SK Hynix is already the world number two maker of DRAM chips, used in computers and servers, and the second-largest chipmaker overall.

But it has lagged in the market for flash memory, or NAND chips, which are used in everyday devices such as smartphones and USB storage drives, as well as industrial and medical equipment.

In a regulatory filing, SK Hynix said it will acquire Intel’s “entire NAND business division excluding the Optane division” for KRW 10.3 trillion (roughly Rs. 66,300 crores), with Intel’s factory in Dalian, China, included in the deal.

SK Hynix ranked fourth by global NAND sales in the second quarter this year, according to market researcher Trendforce.

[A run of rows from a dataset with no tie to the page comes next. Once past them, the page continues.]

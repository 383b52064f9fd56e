//! Repository inventory queries

use crate::models::Repository;
use sqlx::{PgPool, Row};

/// Load all active repositories, ordered by id
pub async fn load_active_repositories(pool: &PgPool) -> sqlx::Result<Vec<Repository>> {
    let rows = sqlx::query(
        r#"
        SELECT id, owner, name, default_branch
        FROM repositories
        WHERE active = true
        ORDER BY id
        "#,
    )
    .fetch_all(pool)
    .await?;

    rows.iter()
        .map(|row| {
            Ok(Repository {
                id: row.try_get("id")?,
                owner: row.try_get("owner")?,
                name: row.try_get("name")?,
                branch: row.try_get("default_branch")?,
            })
        })
        .collect()
}
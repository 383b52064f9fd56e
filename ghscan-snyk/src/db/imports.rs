//! `snyk_imports` persistence
//!
//! Latest-status table: one row per (repo_owner, repo_name, file_path).
//! Re-running an import overwrites the status of the existing row.

use crate::models::{ImportOutcome, ImportRecord};
use chrono::NaiveDateTime;
use sqlx::{PgPool, Row};

/// Insert the outcome, or overwrite the status of the row with the same key
pub async fn upsert_import(pool: &PgPool, outcome: &ImportOutcome) -> sqlx::Result<()> {
    sqlx::query(
        r#"
        INSERT INTO snyk_imports
            (repo_id, repo_owner, repo_name, file_path, success, error_message, imported_at)
        VALUES ($1, $2, $3, $4, $5, $6, $7)
        ON CONFLICT (repo_owner, repo_name, file_path) DO UPDATE SET
            success = EXCLUDED.success,
            error_message = EXCLUDED.error_message,
            imported_at = EXCLUDED.imported_at
        "#,
    )
    .bind(outcome.repo_id)
    .bind(&outcome.owner)
    .bind(&outcome.name)
    .bind(&outcome.file_path)
    .bind(outcome.success)
    .bind(outcome.error_message.as_deref())
    .bind(outcome.imported_at.naive_utc())
    .execute(pool)
    .await?;

    Ok(())
}

/// Load the record for one key
pub async fn load_import(
    pool: &PgPool,
    owner: &str,
    name: &str,
    file_path: &str,
) -> sqlx::Result<Option<ImportRecord>> {
    let row = sqlx::query(
        r#"
        SELECT id, repo_id, repo_owner, repo_name, file_path, success, error_message, imported_at
        FROM snyk_imports
        WHERE repo_owner = $1 AND repo_name = $2 AND file_path = $3
        "#,
    )
    .bind(owner)
    .bind(name)
    .bind(file_path)
    .fetch_optional(pool)
    .await?;

    match row {
        Some(row) => {
            let imported_at: NaiveDateTime = row.try_get("imported_at")?;
            Ok(Some(ImportRecord {
                id: row.try_get("id")?,
                repo_id: row.try_get("repo_id")?,
                repo_owner: row.try_get("repo_owner")?,
                repo_name: row.try_get("repo_name")?,
                file_path: row.try_get("file_path")?,
                success: row.try_get("success")?,
                error_message: row.try_get("error_message")?,
                imported_at: imported_at.and_utc(),
            }))
        }
        None => Ok(None),
    }
}

/// Number of records for `owner/name`
pub async fn count_imports(pool: &PgPool, owner: &str, name: &str) -> sqlx::Result<i64> {
    let (count,): (i64,) = sqlx::query_as(
        "SELECT COUNT(*) FROM snyk_imports WHERE repo_owner = $1 AND repo_name = $2",
    )
    .bind(owner)
    .bind(name)
    .fetch_one(pool)
    .await?;

    Ok(count)
}
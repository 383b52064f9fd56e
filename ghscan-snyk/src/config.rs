//! Run configuration for ghscan-snyk
//!
//! Built once at startup and passed into each component; nothing here is
//! global. Priority per setting: CLI flag → environment → TOML → default.
//! Credentials come from the environment only (the database user and
//! password may also come from TOML).

use crate::error::{ImporterError, ImporterResult};
use crate::services::{rate_gate, snyk_client, SnykClient};
use crate::workflow::DEFAULT_HANDOFF_CAPACITY;
use clap::Parser;
use ghscan_common::config::TomlConfig;
use ghscan_common::db::{DatabaseConfig, DEFAULT_DB_NAME, DEFAULT_HOST, DEFAULT_PORT};
use std::fmt;
use std::path::PathBuf;
use std::time::Duration;

pub const GITHUB_TOKEN_VAR: &str = "GITHUB_TOKEN";
pub const SNYK_TOKEN_VAR: &str = "SNYK_TOKEN";
pub const DB_USER_VAR: &str = "POSTGRES_USER";
pub const DB_PASSWORD_VAR: &str = "POSTGRES_PASSWORD";

/// Command-line arguments for ghscan-snyk
#[derive(Parser, Debug, Clone, Default)]
#[command(name = "ghscan-snyk")]
#[command(about = "Import scanned dependency manifests into Snyk")]
#[command(version)]
pub struct Args {
    /// TOML config file (default: <config dir>/ghscan/config.toml)
    #[arg(short, long, env = "GHSCAN_CONFIG")]
    pub config: Option<PathBuf>,

    /// Database host
    #[arg(long, env = "GHSCAN_DB_HOST")]
    pub db_host: Option<String>,

    /// Database port
    #[arg(long, env = "GHSCAN_DB_PORT")]
    pub db_port: Option<u16>,

    /// Database name
    #[arg(long, env = "GHSCAN_DB_NAME")]
    pub db_name: Option<String>,

    /// Snyk API base URL
    #[arg(long, env = "SNYK_API_URL")]
    pub snyk_url: Option<String>,

    /// Milliseconds between rate gate permits
    #[arg(long)]
    pub rate_interval_ms: Option<u64>,

    /// Maximum burst of Snyk submissions
    #[arg(long)]
    pub rate_burst: Option<u32>,
}

/// API tokens required before any work starts
#[derive(Clone, PartialEq, Eq)]
pub struct Credentials {
    /// Validated for presence only; the import path does not use it
    pub github_token: String,
    pub snyk_token: String,
}

impl fmt::Debug for Credentials {
    fn fmt(&self, f: &mut fmt::Formatter<'_>) -> fmt::Result {
        f.write_str("Credentials { .. }")
    }
}

impl Credentials {
    /// Read both tokens from the process environment
    pub fn from_env() -> ImporterResult<Self> {
        Self::from_lookup(|key| std::env::var(key).ok())
    }

    pub fn from_lookup(lookup: impl Fn(&str) -> Option<String>) -> ImporterResult<Self> {
        Ok(Self {
            github_token: required(&lookup, GITHUB_TOKEN_VAR)?,
            snyk_token: required(&lookup, SNYK_TOKEN_VAR)?,
        })
    }
}

fn required(
    lookup: &impl Fn(&str) -> Option<String>,
    key: &'static str,
) -> ImporterResult<String> {
    lookup(key)
        .filter(|v| is_valid_value(v))
        .ok_or(ImporterError::MissingCredential(key))
}

/// Non-empty, non-whitespace
pub fn is_valid_value(value: &str) -> bool {
    !value.trim().is_empty()
}

/// Everything a run needs, resolved once
#[derive(Debug, Clone)]
pub struct ImporterConfig {
    pub credentials: Credentials,
    pub database: DatabaseConfig,
    pub snyk_api_url: String,
    pub rate_interval: Duration,
    pub rate_burst: u32,
    pub handoff_capacity: usize,
}

impl ImporterConfig {
    /// Resolve against the process environment
    pub fn from_env(args: &Args, toml: &TomlConfig) -> ImporterResult<Self> {
        Self::resolve(args, toml, |key| std::env::var(key).ok())
    }

    /// Resolve with an explicit environment lookup
    ///
    /// Credentials are checked first so a missing token fails before any
    /// other setting is looked at.
    pub fn resolve(
        args: &Args,
        toml: &TomlConfig,
        env: impl Fn(&str) -> Option<String>,
    ) -> ImporterResult<Self> {
        let credentials = Credentials::from_lookup(&env)?;

        let user = env(DB_USER_VAR)
            .filter(|v| is_valid_value(v))
            .or_else(|| toml.database.user.clone().filter(|v| is_valid_value(v)))
            .ok_or(ImporterError::MissingCredential(DB_USER_VAR))?;
        let password = env(DB_PASSWORD_VAR)
            .or_else(|| toml.database.password.clone())
            .unwrap_or_default();

        let database = DatabaseConfig {
            host: args
                .db_host
                .clone()
                .or_else(|| toml.database.host.clone())
                .unwrap_or_else(|| DEFAULT_HOST.to_string()),
            port: args.db_port.or(toml.database.port).unwrap_or(DEFAULT_PORT),
            name: args
                .db_name
                .clone()
                .or_else(|| toml.database.name.clone())
                .unwrap_or_else(|| DEFAULT_DB_NAME.to_string()),
            user,
            password,
        };

        let snyk_api_url = args
            .snyk_url
            .clone()
            .or_else(|| toml.snyk.api_url.clone())
            .unwrap_or_else(|| snyk_client::DEFAULT_BASE_URL.to_string());

        let rate_interval = args
            .rate_interval_ms
            .or(toml.snyk.rate_interval_ms)
            .map(Duration::from_millis)
            .unwrap_or(rate_gate::DEFAULT_INTERVAL);
        let rate_burst = args
            .rate_burst
            .or(toml.snyk.rate_burst)
            .unwrap_or(rate_gate::DEFAULT_BURST);
        let handoff_capacity = toml
            .pipeline
            .handoff_capacity
            .unwrap_or(DEFAULT_HANDOFF_CAPACITY);

        if rate_interval.is_zero() {
            return Err(ImporterError::Config("rate interval must be > 0".to_string()));
        }
        if rate_burst == 0 {
            return Err(ImporterError::Config("rate burst must be > 0".to_string()));
        }
        if handoff_capacity == 0 {
            return Err(ImporterError::Config("handoff capacity must be > 0".to_string()));
        }

        Ok(Self {
            credentials,
            database,
            snyk_api_url,
            rate_interval,
            rate_burst,
            handoff_capacity,
        })
    }

    /// Snyk client for this run, bounded by the fixed per-call timeout
    pub fn snyk_client(&self) -> ImporterResult<SnykClient> {
        SnykClient::new(
            &self.snyk_api_url,
            self.credentials.snyk_token.clone(),
            snyk_client::DEFAULT_TIMEOUT,
        )
    }
}
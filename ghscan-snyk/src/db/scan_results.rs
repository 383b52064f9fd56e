//! Scan result queries

use crate::models::CandidateFile;
use sqlx::postgres::PgRow;
use sqlx::{PgPool, Row};

/// Candidate manifests recorded for `owner/name`
///
/// Rows that fail to decode (e.g. a NULL column) are skipped with a warning;
/// the rest of the repository's files are still returned.
pub async fn load_candidate_files(
    pool: &PgPool,
    owner: &str,
    name: &str,
) -> sqlx::Result<Vec<CandidateFile>> {
    let rows = sqlx::query(
        r#"
        SELECT file_path, file_type
        FROM scan_results
        WHERE repo_owner = $1 AND repo_name = $2
        "#,
    )
    .bind(owner)
    .bind(name)
    .fetch_all(pool)
    .await?;

    let mut files = Vec::with_capacity(rows.len());
    for row in &rows {
        match decode_row(row) {
            Ok(file) => files.push(file),
            Err(e) => {
                tracing::warn!(owner, name, error = %e, "Skipping undecodable scan result row");
            }
        }
    }

    Ok(files)
}

fn decode_row(row: &PgRow) -> sqlx::Result<CandidateFile> {
    Ok(CandidateFile::new(
        row.try_get::<String, _>("file_path")?,
        row.try_get::<String, _>("file_type")?,
    ))
}
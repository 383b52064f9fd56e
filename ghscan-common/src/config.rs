//! Bootstrap configuration loading
//!
//! The TOML file holds bootstrap settings only: database location, Snyk API
//! pacing and logging. Credentials come from the environment and are never
//! read from the file except for the database password.
//!
//! # Settings Sources Priority
//!
//! 1. Command-line arguments
//! 2. Environment variables
//! 3. TOML configuration file
//! 4. Built-in defaults (code constants)

use crate::{Error, Result};
use serde::{Deserialize, Serialize};
use std::path::{Path, PathBuf};
use tracing::{debug, info};

/// Directory name under the platform config dir
const CONFIG_DIR_NAME: &str = "ghscan";
const CONFIG_FILE_NAME: &str = "config.toml";

/// Bootstrap configuration loaded from TOML file
#[derive(Debug, Clone, Default, PartialEq, Deserialize, Serialize)]
pub struct TomlConfig {
    #[serde(default)]
    pub database: DatabaseSection,

    #[serde(default)]
    pub snyk: SnykSection,

    #[serde(default)]
    pub pipeline: PipelineSection,

    #[serde(default)]
    pub logging: LoggingConfig,
}

/// `[database]` table
#[derive(Debug, Clone, Default, PartialEq, Deserialize, Serialize)]
pub struct DatabaseSection {
    pub host: Option<String>,
    pub port: Option<u16>,
    pub name: Option<String>,
    pub user: Option<String>,
    pub password: Option<String>,
}

/// `[snyk]` table
#[derive(Debug, Clone, Default, PartialEq, Deserialize, Serialize)]
pub struct SnykSection {
    /// API base URL, e.g. `https://snyk.io/api/v1`
    pub api_url: Option<String>,
    /// Replenishment interval of the shared rate gate
    pub rate_interval_ms: Option<u64>,
    /// Burst capacity of the shared rate gate
    pub rate_burst: Option<u32>,
}

/// `[pipeline]` table
#[derive(Debug, Clone, Default, PartialEq, Deserialize, Serialize)]
pub struct PipelineSection {
    /// Capacity of the worker → writer handoff channel
    pub handoff_capacity: Option<usize>,
}

/// Logging configuration
#[derive(Debug, Clone, PartialEq, Deserialize, Serialize)]
pub struct LoggingConfig {
    /// Log level (trace, debug, info, warn, error)
    #[serde(default = "default_log_level")]
    pub level: String,
}

impl Default for LoggingConfig {
    fn default() -> Self {
        Self {
            level: default_log_level(),
        }
    }
}

fn default_log_level() -> String {
    "info".to_string()
}

/// Default config file location: `<config_dir>/ghscan/config.toml`
///
/// Returns `None` when the platform has no config directory.
pub fn default_config_path() -> Option<PathBuf> {
    dirs::config_dir().map(|d| d.join(CONFIG_DIR_NAME).join(CONFIG_FILE_NAME))
}

/// Load the bootstrap TOML config
///
/// An explicit path must exist. Without one, the default location is tried
/// and a missing file falls back to built-in defaults. A file that exists
/// but does not parse is always an error.
pub fn load_toml_config(explicit: Option<&Path>) -> Result<TomlConfig> {
    let path = match explicit {
        Some(path) => {
            if !path.exists() {
                return Err(Error::Config(format!(
                    "Config file not found: {}",
                    path.display()
                )));
            }
            path.to_path_buf()
        }
        None => match default_config_path() {
            Some(path) if path.exists() => path,
            _ => {
                debug!("No config file found, using built-in defaults");
                return Ok(TomlConfig::default());
            }
        },
    };

    let config = read_toml_config(&path)?;
    info!("Loaded config from {}", path.display());
    Ok(config)
}

/// Parse a TOML config file at `path`
pub fn read_toml_config(path: &Path) -> Result<TomlConfig> {
    let content = std::fs::read_to_string(path)?;
    Ok(toml::from_str(&content)?)
}
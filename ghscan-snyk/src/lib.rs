//! ghscan-snyk library interface
//!
//! Bulk-imports dependency manifests found by the GitHub scanner into Snyk,
//! one repository per worker, and records the latest import status of every
//! (repository, file) pair in `snyk_imports`.

pub mod config;
pub mod db;
pub mod error;
pub mod models;
pub mod services;
pub mod workflow;

pub use crate::error::{ImporterError, ImporterResult};
pub use crate::workflow::Pipeline;
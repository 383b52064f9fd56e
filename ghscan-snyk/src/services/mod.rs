//! Outbound services: the shared rate gate and the Snyk API client

pub mod rate_gate;
pub mod snyk_client;

pub use rate_gate::{GateError, RateGate};
pub use snyk_client::{SnykClient, SubmitError};
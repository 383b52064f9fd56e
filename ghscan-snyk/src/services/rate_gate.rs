//! Shared rate gate for Snyk submissions
//!
//! One gate is built per run and handed to every repository worker, so the
//! configured rate bounds the aggregate submission rate, not the rate of a
//! single worker. GCRA via `governor`: in any window `W` at most
//! `ceil(W / interval) + burst` acquisitions succeed. Waiters queue behind a
//! `tokio::sync::Mutex`, which hands out turns first-come first-served, so
//! permits are granted in arrival order.

use crate::error::{ImporterError, ImporterResult};
use governor::clock::DefaultClock;
use governor::state::{InMemoryState, NotKeyed};
use governor::{Quota, RateLimiter};
use std::num::NonZeroU32;
use std::time::Duration;
use thiserror::Error;
use tokio::sync::Mutex;
use tokio_util::sync::CancellationToken;

/// Replenishment interval used by the importer unless configured
pub const DEFAULT_INTERVAL: Duration = Duration::from_secs(1);
/// Burst capacity used by the importer unless configured
pub const DEFAULT_BURST: u32 = 5;

/// The only way `acquire` fails
#[derive(Debug, Error, Clone, Copy, PartialEq, Eq)]
pub enum GateError {
    #[error("Rate gate wait cancelled")]
    Cancelled,
}

/// Aggregate limiter, safe for concurrent `acquire` calls
pub struct RateGate {
    limiter: RateLimiter<NotKeyed, InMemoryState, DefaultClock>,
    /// Held by the waiter whose turn it is
    queue: Mutex<()>,
    interval: Duration,
    burst: u32,
}

impl RateGate {
    /// Build a gate that replenishes one permit per `interval` and holds at
    /// most `burst` permits
    pub fn new(interval: Duration, burst: u32) -> ImporterResult<Self> {
        let burst_nz = NonZeroU32::new(burst)
            .ok_or_else(|| ImporterError::Config("rate gate burst must be > 0".to_string()))?;
        let quota = Quota::with_period(interval)
            .ok_or_else(|| {
                ImporterError::Config("rate gate interval must be > 0".to_string())
            })?
            .allow_burst(burst_nz);

        Ok(Self {
            limiter: RateLimiter::direct(quota),
            queue: Mutex::new(()),
            interval,
            burst,
        })
    }

    pub fn interval(&self) -> Duration {
        self.interval
    }

    pub fn burst(&self) -> u32 {
        self.burst
    }

    /// Wait for a permit, or give up when `cancel` fires
    ///
    /// Callers are served in arrival order. A cancelled wait consumes no
    /// permit and gives up its place in the queue.
    pub async fn acquire(&self, cancel: &CancellationToken) -> Result<(), GateError> {
        if cancel.is_cancelled() {
            return Err(GateError::Cancelled);
        }

        tokio::select! {
            biased;
            _ = cancel.cancelled() => Err(GateError::Cancelled),
            _ = self.next_permit() => Ok(()),
        }
    }

    async fn next_permit(&self) {
        let _turn = self.queue.lock().await;
        if self.limiter.check().is_ok() {
            return;
        }
        tracing::debug!(interval = ?self.interval, "Rate gate: waiting for permit");
        self.limiter.until_ready().await;
    }
}
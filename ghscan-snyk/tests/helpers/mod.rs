//! Shared test fixtures: in-memory scan store and Snyk mock helpers

#![allow(dead_code)]

use async_trait::async_trait;
use ghscan_snyk::db::{ImportRecordStore, RepositoryInventory, ScanResultSource};
use ghscan_snyk::models::{CandidateFile, ImportOutcome, ImportRecord, Repository};
use ghscan_snyk::services::{RateGate, SnykClient};
use ghscan_snyk::Pipeline;
use serde_json::json;
use std::collections::{HashMap, HashSet};
use std::sync::atomic::{AtomicI32, AtomicUsize, Ordering};
use std::sync::{Arc, Mutex};
use std::time::{Duration, Instant};
use wiremock::matchers::{body_partial_json, method, path};
use wiremock::{Mock, MockServer, Request, Respond, ResponseTemplate};

type Key = (String, String, String);

/// In-memory stand-in for the scan database
///
/// Mirrors the `snyk_imports` upsert contract: one row per
/// (owner, name, file_path), later writes overwrite status fields.
#[derive(Default)]
pub struct MemoryStore {
    repos: Vec<Repository>,
    files: HashMap<(String, String), Vec<CandidateFile>>,
    failing_queries: HashSet<(String, String)>,
    failing_writes: HashSet<String>,
    fail_inventory: bool,
    rows: Mutex<HashMap<Key, ImportRecord>>,
    arrivals: Mutex<Vec<Key>>,
    next_id: AtomicI32,
    upsert_attempts: AtomicUsize,
}

impl MemoryStore {
    pub fn new() -> Self {
        Self::default()
    }

    pub fn with_repo(mut self, repo: Repository, paths: &[&str]) -> Self {
        let files = paths
            .iter()
            .map(|p| CandidateFile::new(*p, "manifest"))
            .collect();
        self.files
            .insert((repo.owner.clone(), repo.name.clone()), files);
        self.repos.push(repo);
        self
    }

    /// Scan-results query for `owner/name` fails
    pub fn fail_query_for(mut self, owner: &str, name: &str) -> Self {
        self.failing_queries
            .insert((owner.to_string(), name.to_string()));
        self
    }

    /// Upserts of `file_path` fail
    pub fn fail_write_for(mut self, file_path: &str) -> Self {
        self.failing_writes.insert(file_path.to_string());
        self
    }

    pub fn fail_inventory(mut self) -> Self {
        self.fail_inventory = true;
        self
    }

    pub fn record(&self, owner: &str, name: &str, file_path: &str) -> Option<ImportRecord> {
        self.rows
            .lock()
            .unwrap()
            .get(&(owner.to_string(), name.to_string(), file_path.to_string()))
            .cloned()
    }

    pub fn row_count(&self) -> usize {
        self.rows.lock().unwrap().len()
    }

    pub fn upsert_attempts(&self) -> usize {
        self.upsert_attempts.load(Ordering::SeqCst)
    }

    /// File paths of `owner/name` in the order the writer delivered them
    pub fn arrival_order(&self, owner: &str, name: &str) -> Vec<String> {
        self.arrivals
            .lock()
            .unwrap()
            .iter()
            .filter(|(o, n, _)| o == owner && n == name)
            .map(|(_, _, p)| p.clone())
            .collect()
    }
}

fn injected(what: &str) -> sqlx::Error {
    sqlx::Error::Protocol(format!("injected failure: {}", what))
}

#[async_trait]
impl RepositoryInventory for MemoryStore {
    async fn active_repositories(&self) -> sqlx::Result<Vec<Repository>> {
        if self.fail_inventory {
            return Err(injected("inventory"));
        }
        Ok(self.repos.clone())
    }
}

#[async_trait]
impl ScanResultSource for MemoryStore {
    async fn candidate_files(&self, owner: &str, name: &str) -> sqlx::Result<Vec<CandidateFile>> {
        let key = (owner.to_string(), name.to_string());
        if self.failing_queries.contains(&key) {
            return Err(injected("scan_results"));
        }
        Ok(self.files.get(&key).cloned().unwrap_or_default())
    }
}

#[async_trait]
impl ImportRecordStore for MemoryStore {
    async fn upsert_import(&self, outcome: &ImportOutcome) -> sqlx::Result<()> {
        self.upsert_attempts.fetch_add(1, Ordering::SeqCst);
        let key = (
            outcome.owner.clone(),
            outcome.name.clone(),
            outcome.file_path.clone(),
        );
        self.arrivals.lock().unwrap().push(key.clone());

        if self.failing_writes.contains(&outcome.file_path) {
            return Err(injected("upsert"));
        }

        let mut rows = self.rows.lock().unwrap();
        match rows.get_mut(&key) {
            Some(row) => {
                row.success = outcome.success;
                row.error_message = outcome.error_message.clone();
                row.imported_at = outcome.imported_at;
            }
            None => {
                let id = self.next_id.fetch_add(1, Ordering::SeqCst) + 1;
                rows.insert(
                    key,
                    ImportRecord {
                        id,
                        repo_id: outcome.repo_id,
                        repo_owner: outcome.owner.clone(),
                        repo_name: outcome.name.clone(),
                        file_path: outcome.file_path.clone(),
                        success: outcome.success,
                        error_message: outcome.error_message.clone(),
                        imported_at: outcome.imported_at,
                    },
                );
            }
        }
        Ok(())
    }
}

/// Gate that never gets in the way of functional tests
pub fn fast_gate() -> RateGate {
    RateGate::new(Duration::from_millis(1), 1000).unwrap()
}

pub fn client_for(server: &MockServer) -> SnykClient {
    SnykClient::new(
        &format!("{}/api/v1", server.uri()),
        "snyk-test-token".to_string(),
        Duration::from_secs(5),
    )
    .unwrap()
}

pub fn pipeline(store: &Arc<MemoryStore>, server: &MockServer, gate: RateGate) -> Pipeline {
    Pipeline::new(
        store.clone(),
        store.clone(),
        store.clone(),
        client_for(server),
        gate,
    )
}

/// Answer imports of `file_path` with `status`
pub async fn respond_for_file(server: &MockServer, file_path: &str, status: u16) {
    Mock::given(method("POST"))
        .and(path("/api/v1/import/git"))
        .and(body_partial_json(json!({ "files": [{ "path": file_path }] })))
        .respond_with(ResponseTemplate::new(status))
        .mount(server)
        .await;
}

/// Answer every import with `status`
pub async fn respond_all(server: &MockServer, status: u16) {
    Mock::given(method("POST"))
        .and(path("/api/v1/import/git"))
        .respond_with(ResponseTemplate::new(status))
        .mount(server)
        .await;
}

pub async fn import_requests(server: &MockServer) -> usize {
    server
        .received_requests()
        .await
        .map(|r| r.len())
        .unwrap_or(0)
}

/// Responder that notes when each import request reached the server
///
/// Entries are `(arrival, "owner/name")`; every request gets `201` after
/// `delay`.
#[derive(Clone, Default)]
pub struct ArrivalLog {
    delay: Duration,
    arrivals: Arc<Mutex<Vec<(Instant, String)>>>,
}

impl ArrivalLog {
    pub fn with_delay(delay: Duration) -> Self {
        Self {
            delay,
            ..Default::default()
        }
    }

    pub async fn mount(&self, server: &MockServer) {
        Mock::given(method("POST"))
            .and(path("/api/v1/import/git"))
            .respond_with(self.clone())
            .mount(server)
            .await;
    }

    pub fn arrivals(&self) -> Vec<(Instant, String)> {
        let mut arrivals = self.arrivals.lock().unwrap().clone();
        arrivals.sort_by_key(|(at, _)| *at);
        arrivals
    }
}

impl Respond for ArrivalLog {
    fn respond(&self, request: &Request) -> ResponseTemplate {
        let body: serde_json::Value = request.body_json().unwrap_or_default();
        let repo = format!(
            "{}/{}",
            body["target"]["owner"].as_str().unwrap_or_default(),
            body["target"]["name"].as_str().unwrap_or_default()
        );
        self.arrivals.lock().unwrap().push((Instant::now(), repo));
        ResponseTemplate::new(201).set_delay(self.delay)
    }
}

Intel was sixth.

Their combination will see SK Hynix leapfrog Japan’s Kioxia and Western Digital of the United States into second place with a market share of more than 23 percent, the Trendforce numbers showed.

The NAND and DRAM markets are both dominated by Samsung Electronics, and global chip demand has boosted profits for the two South Korean firms in recent years.

The pair compete to supply chips to American giants such as Apple, Dell and HP, as well as Chinese companies.

The Intel acquisition would strengthen the NAND operations of SK Hynix, which have “not been as strong as its other businesses”, said Ahn Ki-hyun, vice-president of the Korea Semiconductor Industry Association.

“With the deal, the company has firmly cemented its second-largest position in the global semiconductor industry,” he added.

“In the long run, the deal paves a way for it to become more competitive against Samsung.”

Shares down

The founding company of SK Hynix was originally part of the Hyundai group, one of the family-controlled conglomerates known as chaebol that dominate business in the world’s 12th-largest economy.

In 2012, a multi-billion-dollar merger saw it become part of the SK Group, the third-largest of the chaebols, headed by Chey Tae-won, who is currently married to the daughter of late South Korean president Roh Tae-woo.

SK Hynix has grown to become a major company in its own right and is the second most valuable company listed on Seoul’s KOSPI stock market with a market capitalisation of KRW 62 trillion (roughly Rs. 3,99,220 crores), behind only Samsung Electronics.

But SK Hynix shares were down more than two percent on the announcement in morning trade.

Its CEO Seok-Hee Lee said in a statement that the Intel acquisition will enable the firm to “proactively respond to various needs from customers and optimise our business structure”, and make its NAND flash market position “comparable with what we achieved in DRAM”.

The statement cited Intel CEO Bob Swan saying the deal allows the US firm to focus on “differentiated technology where we can play a bigger role in the success of our customers”.

The acquisition will be paid for in cash, funded through existing reserves and borrowing, SK Hynix said.